Remember every one of those names. Optimistic, generous, big-hearted people, all. And all hoping to do a good friendly turn for Myers in a wacky summertime comedy. None of them deserved the result.
Next time you see one of them doing something you’re not mad about, give them a pass. Be as generous to them as they were to Myers here.
They earned some kindness for being associated with “The Love Guru.”
The New York Times:
Which might sum up “The Love Guru” in its entirety but only at the risk of grievously understating the movie’s awfulness. A whole new vocabulary seems to be required. To say that the movie is not funny is merely to affirm the obvious. The word “unfunny” surely applies to Mr. Myers’s obnoxious attempts to find mirth in physical and cultural differences but does not quite capture the strenuous unpleasantness of his performance. No, “The Love Guru” is downright antifunny, an experience that makes you wonder if you will ever laugh again.
Somewhere, sitting in a room cluttered with Mr. Pibb cans and half-consumed bags of Funyuns is the adolescent writing staff responsible for The Love Guru.
Myers has made some funny movies, but this film could have been written on toilet walls by callow adolescents. Every reference to a human sex organ or process of defecation is not automatically funny simply because it is naughty, but Myers seems to labor under that delusion. He acts as if he’s getting away with something, but in fact all he’s getting away with is selling tickets to a dreary experience.










bk Says:June 20th, 2008 at 12:34 pm
I may be splitting hairs here, but’m pretty sure there is a Tonawanda Street in Buffalo, its up in Black Rock.
Eric P. Says:June 20th, 2008 at 12:46 pm
I felt like the commercials for this were something of a public service announcement. It was painfully obvious that this film is shit. After seeing the exceedingly lame commercials, I felt that I had been duly warned.
JR Says:June 20th, 2008 at 12:46 pm
Tonawanda St is in Black Rock. Simon is such a sap. Who really reads his reviews anayway?
Terry Says:June 20th, 2008 at 4:06 pm
I will wait to see if my teenage sons declare it to be “gay” before I decide….I’d hate a crapper to soil my opinion of the Powers trilogy, which I love….
Eric P. Says:June 20th, 2008 at 4:35 pm
The print ads might show up as:
J. Simon / Bflo News “…Optimistic, generous, big-hearted…”;
NY Times says “… A whole new vocabulary…”.;
Filmcritic.com says “… Funyons!…”;
and Ebert says “…automatically funny… [an] experience…”
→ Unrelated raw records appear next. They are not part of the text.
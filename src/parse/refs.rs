//! Model reference extraction.
//!
//! References come from two independent places on the upload page:
//! - anchor links in the rendered HTML (`/en/models/<id>-<slug>`), no titles
//! - records in the `__NEXT_DATA__` payload carrying an integer `id` and a
//!   string `slug`, optionally a `title`
//!
//! The payload is authoritative for titles; anchors only fill coverage gaps.

use std::collections::{BTreeSet, HashMap};
use std::sync::LazyLock;

use regex::Regex;
use scraper::{Html, Selector};
use serde_json::{Map, Value};

use crate::config::{ANCHOR_SELECTOR_STR, MODEL_HREF_PATTERN};
use crate::models::ModelReference;
use crate::parse::tree::{get_i64, get_str, walk};
use crate::utils::parse_selector_unsafe;

static ANCHOR_SELECTOR: LazyLock<Selector> =
    LazyLock::new(|| parse_selector_unsafe(ANCHOR_SELECTOR_STR, "model anchor extraction"));

static MODEL_HREF_RE: LazyLock<Regex> = LazyLock::new(|| {
    Regex::new(MODEL_HREF_PATTERN).expect("Failed to compile model href pattern - this is a bug")
});

/// Collects `(id, slug)` pairs from anchor `href`s in the upload page HTML.
pub fn refs_from_html(html: &str) -> BTreeSet<(i64, String)> {
    let document = Html::parse_document(html);
    document
        .select(&ANCHOR_SELECTOR)
        .filter_map(|anchor| anchor.value().attr("href"))
        .filter_map(|href| {
            let caps = MODEL_HREF_RE.captures(href)?;
            let id = caps.get(1)?.as_str().parse::<i64>().ok()?;
            Some((id, caps.get(2)?.as_str().to_string()))
        })
        .collect()
}

/// Reads a reference from one payload record.
///
/// Requires a non-zero integer `id` and a non-empty string `slug`.
pub fn ref_from_record(record: &Map<String, Value>) -> Option<ModelReference> {
    let id = get_i64(record, "id").filter(|id| *id != 0)?;
    let slug = get_str(record, "slug").filter(|slug| !slug.is_empty())?;
    let title = get_str(record, "title").map(str::to_string);
    Some(ModelReference::new(id, slug, title))
}

/// Payload references keyed by identity, in first-seen order.
///
/// A later record with the same `(id, slug)` replaces the title (including
/// with `None`) but keeps the original position.
#[derive(Debug, Clone, Default, PartialEq)]
pub struct ReferenceSet {
    refs: Vec<ModelReference>,
    index: HashMap<(i64, String), usize>,
}

impl ReferenceSet {
    pub fn new() -> Self {
        Self::default()
    }

    /// Inserts or replaces the title of an existing reference.
    pub fn upsert(&mut self, reference: ModelReference) {
        let key = (reference.id, reference.slug.clone());
        match self.index.get(&key) {
            Some(&pos) => self.refs[pos].title = reference.title,
            None => {
                self.index.insert(key, self.refs.len());
                self.refs.push(reference);
            }
        }
    }

    /// Inserts with no title unless the identity is already known.
    ///
    /// Returns `true` when the reference was new.
    pub fn insert_if_absent(&mut self, id: i64, slug: &str) -> bool {
        let key = (id, slug.to_string());
        if self.index.contains_key(&key) {
            return false;
        }
        self.index.insert(key, self.refs.len());
        self.refs.push(ModelReference::new(id, slug, None));
        true
    }

    pub fn get(&self, id: i64, slug: &str) -> Option<&ModelReference> {
        self.index
            .get(&(id, slug.to_string()))
            .map(|&pos| &self.refs[pos])
    }

    pub fn len(&self) -> usize {
        self.refs.len()
    }

    pub fn is_empty(&self) -> bool {
        self.refs.is_empty()
    }

    /// References sorted ascending by id. Equal ids keep insertion order.
    pub fn into_sorted(self) -> Vec<ModelReference> {
        let mut refs = self.refs;
        refs.sort_by_key(|r| r.id);
        refs
    }
}

/// Collects references from every qualifying record in the upload payload.
pub fn refs_from_next_data(next_data: &Value) -> ReferenceSet {
    let mut found = ReferenceSet::new();
    for reference in walk(next_data).filter_map(ref_from_record) {
        found.upsert(reference);
    }
    found
}

/// Merges anchor-link pairs into the payload references.
///
/// Payload entries (and their titles) win; anchor pairs not already present are
/// appended without a title. Returns the merged set and how many references came
/// only from anchors.
pub fn merge_refs(
    from_next_data: ReferenceSet,
    from_html: &BTreeSet<(i64, String)>,
) -> (ReferenceSet, usize) {
    let mut merged = from_next_data;
    let html_only = from_html
        .iter()
        .filter(|(id, slug)| merged.insert_if_absent(*id, slug))
        .count();
    (merged, html_only)
}

#[cfg(test)]
mod tests {
    use super::*;
    use serde_json::json;

    fn pairs(items: &[(i64, &str)]) -> BTreeSet<(i64, String)> {
        items.iter().map(|(id, s)| (*id, s.to_string())).collect()
    }

    #[test]
    fn test_refs_from_html_matches_model_links_only() {
        let html = r#"
            <html><body>
                <a href="/en/models/123-cool-vase">Vase</a>
                <a href="/en/models/45-hook?from=upload">Query string</a>
                <a href="/en/models/67-bracket#comments">Fragment</a>
                <a href="/de/models/8-other">Other locale</a>
                <a href="https://makerworld.com/en/models/9-absolute">Absolute</a>
                <a href="/en/models/10-nested/extra">Nested</a>
                <a href="/en/models/123-cool-vase">Duplicate</a>
                <a>No href</a>
                <a href="/en/models/11-ok">Ok</a>
            </body></html>
        "#;
        assert_eq!(
            refs_from_html(html),
            pairs(&[(11, "ok"), (123, "cool-vase")])
        );
    }

    #[test]
    fn test_refs_from_html_empty_page() {
        assert!(refs_from_html("<html></html>").is_empty());
        assert!(refs_from_html("").is_empty());
    }

    #[test]
    fn test_ref_from_record_requires_id_and_slug() {
        let ok = json!({"id": 5, "slug": "s", "title": "T"});
        let no_title = json!({"id": 5, "slug": "s", "title": 9});
        let zero_id = json!({"id": 0, "slug": "s"});
        let string_id = json!({"id": "5", "slug": "s"});
        let empty_slug = json!({"id": 5, "slug": ""});
        let read = |v: &Value| ref_from_record(v.as_object().unwrap());

        assert_eq!(
            read(&ok),
            Some(ModelReference::new(5, "s", Some("T".to_string())))
        );
        assert_eq!(read(&no_title), Some(ModelReference::new(5, "s", None)));
        assert_eq!(read(&zero_id), None);
        assert_eq!(read(&string_id), None);
        assert_eq!(read(&empty_slug), None);
    }

    #[test]
    fn test_refs_from_next_data_last_title_wins() {
        let payload = json!({
            "props": {
                "list": [
                    {"id": 2, "slug": "b", "title": "First"},
                    {"id": 1, "slug": "a"},
                    {"id": 2, "slug": "b", "title": "Second"}
                ],
                "user": {"id": 99, "name": "no slug"}
            }
        });
        let found = refs_from_next_data(&payload);
        assert_eq!(found.len(), 2);
        assert_eq!(
            found.get(2, "b").and_then(|r| r.title.as_deref()),
            Some("Second")
        );
        assert_eq!(found.get(1, "a").map(|r| r.title.clone()), Some(None));
        assert!(found.get(99, "").is_none());
    }

    #[test]
    fn test_merge_prefers_payload_titles() {
        let mut from_nd = ReferenceSet::new();
        from_nd.upsert(ModelReference::new(1, "a", Some("Title A".to_string())));
        let from_html = pairs(&[(1, "a"), (2, "b")]);

        let (merged, html_only) = merge_refs(from_nd, &from_html);
        assert_eq!(html_only, 1);
        assert_eq!(
            merged.into_sorted(),
            vec![
                ModelReference::new(1, "a", Some("Title A".to_string())),
                ModelReference::new(2, "b", None),
            ]
        );
    }

    #[test]
    fn test_same_id_different_slug_are_distinct() {
        let mut set = ReferenceSet::new();
        set.upsert(ModelReference::new(3, "new-slug", None));
        let (merged, html_only) = merge_refs(set, &pairs(&[(3, "old-slug")]));
        assert_eq!(html_only, 1);
        let sorted = merged.into_sorted();
        assert_eq!(sorted.len(), 2);
        // Equal ids keep insertion order: payload first, then anchors.
        assert_eq!(sorted[0].slug, "new-slug");
        assert_eq!(sorted[1].slug, "old-slug");
    }

    #[test]
    fn test_into_sorted_orders_by_id() {
        let mut set = ReferenceSet::new();
        for id in [30, 10, 20] {
            set.upsert(ModelReference::new(id, format!("m{}", id), None));
        }
        let ids: Vec<i64> = set.into_sorted().iter().map(|r| r.id).collect();
        assert_eq!(ids, vec![10, 20, 30]);
    }
}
hank Says:June 20th, 2008 at 4:45 pm
Actually, Tonawanda Street Begins in Black Rock, at Amherst St just after you pass under the RR overpass, heading west towards the river.
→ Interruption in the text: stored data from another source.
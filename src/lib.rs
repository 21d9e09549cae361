//! makerworld_stats library: MakerWorld profile statistics scraping
//!
//! This library fetches a MakerWorld user's public profile, upload listing, and
//! model pages, reads the `__NEXT_DATA__` payload each page embeds, and folds
//! everything into one `RefreshSnapshot`: summary counters, the top model per
//! metric, the model count, and profile diagnostics.
//!
//! # Example
//!
//! ```no_run
//! use std::sync::Arc;
//! use makerworld_stats::{Config, RefreshStats, Refresher};
//!
//! # #[tokio::main]
//! # async fn main() -> Result<(), Box<dyn std::error::Error>> {
//! let config = Config {
//!     user: "@alice".to_string(),
//!     cookie: "Cookie: session=abc".to_string(),
//!     max_models: 20,
//!     ..Default::default()
//! };
//!
//! let stats = Arc::new(RefreshStats::new());
//! let refresher = Refresher::from_config(config, Arc::clone(&stats))?;
//! let snapshot = refresher.refresh().await?;
//! println!("{} models, likes: {:?}", snapshot.models, snapshot.summary.likes);
//! # Ok(())
//! # }
//! ```
//!
//! # Requirements
//!
//! This library requires a Tokio runtime. Use `#[tokio::main]` in your application
//! or ensure you're calling library functions within an async context.

pub mod app;
pub mod config;
mod error_handling;
mod fetch;
pub mod initialization;
mod models;
mod parse;
mod run;
mod utils;

// Re-export public API
pub use config::{Config, ConfigValidationError, LogFormat, LogLevel, Opt};
pub use error_handling::{
    FetchError, InfoType, InitializationError, RefreshError, RefreshStats, WarningType,
};
pub use fetch::{extract_next_data, try_candidates, FetchTarget, PageFetcher};
pub use models::{
    Diagnostics, FailedModel, MetricValue, ModelOutcome, ModelRecord, ModelReference,
    RefreshSnapshot, RefreshTrace, Summary, TopModel, TopModels,
};
pub use parse::{
    best_record, coerce_int, deep_get, merge_refs, ref_from_record, refs_from_html,
    refs_from_next_data, score, walk, ReferenceSet, Records,
};
pub use run::{
    extract_diagnostics, extract_summary, fetch_model_metrics, model_record, rank, top_by,
    Refresher,
};
pub use utils::{cookie_fingerprint, normalize_cookie};
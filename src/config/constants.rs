//! Configuration constants.
//!
//! Defaults, network limits, and the fixed names the scraper looks for in
//! MakerWorld pages.

/// Default upstream origin. Overridable through `Config::base_url`.
pub const DEFAULT_BASE_URL: &str = "https://makerworld.com";

/// Default User-Agent string for HTTP requests.
///
/// MakerWorld serves its Next.js pages to desktop browsers; a Chrome-like string
/// avoids the stripped-down responses sent to unknown clients.
pub const DEFAULT_USER_AGENT: &str = "Mozilla/5.0 (Macintosh; Intel Mac OS X 10_15_7) AppleWebKit/537.36 (KHTML, like Gecko) Chrome/120.0.0.0 Safari/537.36";

/// Per-request timeout in seconds
pub const DEFAULT_TIMEOUT_SECS: u64 = 20;

/// TCP connection timeout in seconds
pub const TCP_CONNECT_TIMEOUT_SECS: u64 = 10;

/// Upper bound for `Config::model_concurrency`
pub const MAX_MODEL_CONCURRENCY: usize = 16;

/// Maximum response body size in bytes (8MB)
/// Profile pages embed the full data graph, so this is larger than a typical page.
pub const MAX_RESPONSE_BODY_SIZE: usize = 8 * 1024 * 1024;

/// Maximum characters of a response body echoed into a warning log
pub const BODY_SNIPPET_MAX_LEN: usize = 300;

/// Environment variable consulted for the cookie when `--cookie` is not given
pub const COOKIE_ENV_VAR: &str = "MAKERWORLD_COOKIE";

// Page structure
pub const NEXT_DATA_SELECTOR_STR: &str = "script#__NEXT_DATA__";
pub const ANCHOR_SELECTOR_STR: &str = "a[href]";
pub const MODEL_HREF_PATTERN: &str = r"^/en/models/(\d+)-([^/?#]+)$";

/// Path of the user-info record inside the profile payload.
pub const USER_INFO_PATH: &str = "props.pageProps.userInfo";

/// Last-resort location of the points counter inside the profile payload.
pub const SUMMARY_POINTS_PATH: &str = "props.pageProps.summary.Points";

/// User-info fields tried, in order, for the points counter.
pub const POINTS_FIELDS: &[&str] = &["point", "points", "pointCount"];

// Model metric keys
pub const METRIC_LIKES: &str = "likeCount";
pub const METRIC_DOWNLOADS: &str = "downloadCount";
pub const METRIC_PRINTS: &str = "printCount";
pub const METRIC_BOOSTS: &str = "boost";

/// Metric keys read from a model's best record, in output order.
pub const MODEL_METRIC_KEYS: &[&str] = &[METRIC_LIKES, METRIC_DOWNLOADS, METRIC_PRINTS, METRIC_BOOSTS];

/// Sub-fields of `bannedPermission` surfaced as flags.
pub const BANNED_PERMISSION_KEYS: &[&str] = &[
    "comment",
    "community",
    "designNotify",
    "privateMsg",
    "redeem",
    "upload",
    "whole",
];

// HTTP statuses that advance candidate-URL fallback instead of aborting it
pub const HTTP_STATUS_FORBIDDEN: u16 = 403;
pub const HTTP_STATUS_NOT_FOUND: u16 = 404;
// SPDX-License-Identifier: PolyForm-Noncommercial-1.0.0
// Copyright (c) 2025 Sylvex. All rights reserved.

//! Authentication context.

use serde::Serialize;
use uuid::Uuid;

use clinic_core::{DoctorId, Identity};

/// Authentication context for a request.
///
/// Attached to the request extensions by the auth middleware after the
/// token has been verified. Lives for a single request.
#[derive(Debug, Clone, Copy, Serialize)]
pub struct AuthContext {
    /// The verified caller.
    pub identity: Identity,
    /// Request ID for tracing.
    pub request_id: Uuid,
}

impl AuthContext {
    /// Creates a context for a verified identity with a fresh request id.
    pub fn new(identity: Identity) -> Self {
        Self {
            identity,
            request_id: Uuid::now_v7(),
        }
    }

    /// The doctor record the caller acts as, if the caller is a doctor.
    pub fn doctor_scope(&self) -> Option<DoctorId> {
        self.identity.as_doctor()
    }
}
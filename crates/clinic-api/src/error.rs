// SPDX-License-Identifier: PolyForm-Noncommercial-1.0.0
// Copyright (c) 2025 Sylvex. All rights reserved.

//! API error types and handling.
//!
//! Every failure leaves the server as `{"error": "<message>"}` with one of
//! the statuses 400, 401, 403, 404 or 500.

use axum::{
    http::StatusCode,
    response::{IntoResponse, Response},
    Json,
};
use serde::{Deserialize, Serialize};
use thiserror::Error;

use clinic_core::CoreError;

/// Result type alias for API operations.
pub type ApiResult<T> = Result<T, ApiError>;

// =============================================================================
// AuthError
// =============================================================================

/// Credential verification failures. All of them answer 401.
#[derive(Debug, Clone, Copy, PartialEq, Eq, Error)]
pub enum AuthError {
    /// No bearer token on the request.
    #[error("Missing token")]
    MissingToken,

    /// Bad signature or structurally malformed token.
    #[error("Invalid token")]
    InvalidToken,

    /// The expiry claim is at or before the current time.
    #[error("Token expired")]
    TokenExpired,

    /// Subject, role or expiry claim missing or not understood.
    #[error("Invalid token claims")]
    MalformedClaims,
}

// =============================================================================
// ApiError
// =============================================================================

/// API error type with HTTP status code mapping.
///
/// Returned from handlers and middleware and converted into a response.
#[derive(Debug, Error)]
pub enum ApiError {
    /// Credential verification failed (401).
    #[error(transparent)]
    Auth(#[from] AuthError),

    /// Authentication failed for another reason, e.g. bad login (401).
    #[error("{message}")]
    Unauthorized {
        /// Error message.
        message: String,
    },

    /// Valid identity, disallowed action (403).
    #[error("{message}")]
    Forbidden {
        /// Error message.
        message: String,
    },

    /// Unknown entity (404).
    #[error("{message}")]
    NotFound {
        /// Error message, e.g. `"Room not found"`.
        message: String,
    },

    /// Malformed request: bad JSON, bad id, bad query (400).
    #[error("{message}")]
    BadRequest {
        /// Error message.
        message: String,
    },

    /// Request body failed domain validation (400).
    #[error("{message}")]
    Validation {
        /// Error message.
        message: String,
    },

    /// State or uniqueness conflict (400).
    #[error("{message}")]
    Conflict {
        /// Error message.
        message: String,
    },

    /// The request outlived the configured timeout (500).
    #[error("Request timed out")]
    Timeout,

    /// Internal server error (500).
    #[error("Internal error: {message}")]
    Internal {
        /// Error message (for logging, not user-facing).
        message: String,
    },
}

impl ApiError {
    // =========================================================================
    // Constructors
    // =========================================================================

    /// Creates an unauthorized error.
    pub fn unauthorized(message: impl Into<String>) -> Self {
        Self::Unauthorized {
            message: message.into(),
        }
    }

    /// Creates a forbidden error.
    pub fn forbidden(message: impl Into<String>) -> Self {
        Self::Forbidden {
            message: message.into(),
        }
    }

    /// Creates a not found error.
    pub fn not_found(message: impl Into<String>) -> Self {
        Self::NotFound {
            message: message.into(),
        }
    }

    /// Creates a bad request error.
    pub fn bad_request(message: impl Into<String>) -> Self {
        Self::BadRequest {
            message: message.into(),
        }
    }

    /// Creates a validation error.
    pub fn validation(message: impl Into<String>) -> Self {
        Self::Validation {
            message: message.into(),
        }
    }

    /// Creates a conflict error.
    pub fn conflict(message: impl Into<String>) -> Self {
        Self::Conflict {
            message: message.into(),
        }
    }

    /// Creates an internal error.
    pub fn internal(message: impl Into<String>) -> Self {
        Self::Internal {
            message: message.into(),
        }
    }

    // =========================================================================
    // Properties
    // =========================================================================

    /// Returns the HTTP status code for this error.
    pub fn status_code(&self) -> StatusCode {
        match self {
            ApiError::Auth(_) | ApiError::Unauthorized { .. } => StatusCode::UNAUTHORIZED,
            ApiError::Forbidden { .. } => StatusCode::FORBIDDEN,
            ApiError::NotFound { .. } => StatusCode::NOT_FOUND,
            ApiError::BadRequest { .. }
            | ApiError::Validation { .. }
            | ApiError::Conflict { .. } => StatusCode::BAD_REQUEST,
            ApiError::Timeout | ApiError::Internal { .. } => StatusCode::INTERNAL_SERVER_ERROR,
        }
    }

    /// Returns the message shown to clients.
    ///
    /// Internal details never leave the process.
    pub fn user_message(&self) -> String {
        match self {
            ApiError::Internal { .. } => "Internal server error".to_string(),
            other => other.to_string(),
        }
    }

    /// Returns `true` if this error should be logged at error level.
    pub fn is_server_error(&self) -> bool {
        matches!(self, ApiError::Timeout | ApiError::Internal { .. })
    }
}

// =============================================================================
// IntoResponse Implementation
// =============================================================================

impl IntoResponse for ApiError {
    fn into_response(self) -> Response {
        let status = self.status_code();

        if self.is_server_error() {
            tracing::error!(error = %self, status = %status, "Server error occurred");
        } else {
            tracing::debug!(error = %self, status = %status, "Client error occurred");
        }

        let body = ErrorBody {
            error: self.user_message(),
        };
        (status, Json(body)).into_response()
    }
}

// =============================================================================
// Error Response Body
// =============================================================================

/// Error response body: `{"error": "<message>"}`.
#[derive(Debug, Serialize, Deserialize)]
pub struct ErrorBody {
    /// Human-readable error message.
    pub error: String,
}

// =============================================================================
// From Implementations
// =============================================================================

impl From<CoreError> for ApiError {
    fn from(err: CoreError) -> Self {
        match err {
            CoreError::NotFound { .. } => ApiError::not_found(err.to_string()),
            CoreError::Conflict(conflict) => ApiError::conflict(conflict.to_string()),
            CoreError::Validation { message } => ApiError::validation(message),
            CoreError::Storage { message } => ApiError::internal(message),
        }
    }
}

impl From<serde_json::Error> for ApiError {
    fn from(err: serde_json::Error) -> Self {
        ApiError::bad_request(format!("Invalid JSON: {}", err))
    }
}

// =============================================================================
// Tests
// =============================================================================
Once Tonawanda crosses Hertel Ave, it’s not Black Rock anymore, its Riverside. After Crossing Ontario Street and passing by Riverside Park and crossing Vulcan St, there’s 3 more Blocks of Tonawanda St. in the Town of Tonawanda, before it ends at the fence-line of the Chevrolet Tonawanda Engine Complex.
Do any of you people actually LIVE in Buffalo, or does a refugee from NC have to give you directions?
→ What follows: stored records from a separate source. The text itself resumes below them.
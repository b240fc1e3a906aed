// SPDX-License-Identifier: PolyForm-Noncommercial-1.0.0
// Copyright (c) 2025 Sylvex. All rights reserved.

//! API response types.
//!
//! Entities are returned bare; these wrap the few non-entity bodies.

use axum::{
    http::StatusCode,
    response::{IntoResponse, Response},
    Json,
};
use serde::{Deserialize, Serialize};

// =============================================================================
// Created
// =============================================================================

/// A `201 Created` JSON response.
#[derive(Debug)]
pub struct Created<T>(pub T);

impl<T: Serialize> IntoResponse for Created<T> {
    fn into_response(self) -> Response {
        (StatusCode::CREATED, Json(self.0)).into_response()
    }
}

// =============================================================================
// Typed Responses
// =============================================================================

/// `{"message": "..."}` acknowledgement.
#[derive(Debug, Serialize, Deserialize)]
pub struct MessageResponse {
    /// Human-readable message.
    pub message: String,
}

impl MessageResponse {
    /// Creates a message response.
    pub fn new(message: impl Into<String>) -> Self {
        Self {
            message: message.into(),
        }
    }

    /// The acknowledgement for a successful delete, e.g. `"Bill deleted successfully"`.
    pub fn deleted(kind: &str) -> Self {
        Self::new(format!("{} deleted successfully", kind))
    }
}

impl IntoResponse for MessageResponse {
    fn into_response(self) -> Response {
        (StatusCode::OK, Json(self)).into_response()
    }
}

/// Login response.
#[derive(Debug, Serialize, Deserialize)]
pub struct TokenResponse {
    /// Signed bearer token.
    pub token: String,
}

/// Health check response.
#[derive(Debug, Serialize, Deserialize)]
pub struct HealthResponse {
    /// Overall status.
    pub status: String,
    /// Version string.
    pub version: String,
}

impl HealthResponse {
    /// Creates a healthy response.
    pub fn healthy() -> Self {
        Self {
            status: "ok".to_string(),
            version: crate::VERSION.to_string(),
        }
    }
}

// =============================================================================
// Tests
// =============================================================================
Michele Johnson Says:June 20th, 2008 at 9:54 pm
The incredible hulk SUCKED too.. Ironman IMHO was ok…Sex in the city ..FABULOUS!
mike Says:June 20th, 2008 at 11:32 pm
wow hank knows streets, he either delivered pizza or drove a cab. Now hank if you could only find your ass with both hands.
JR Says:June 23rd, 2008 at 12:46 pm
The reason Tonawanda st came up is that simon referred to it as mythical. Where it actually exists in this area in not relevent. And there is a T street in Black Rock, no one said it didn’t pass thru other communities. Take a hike Hank.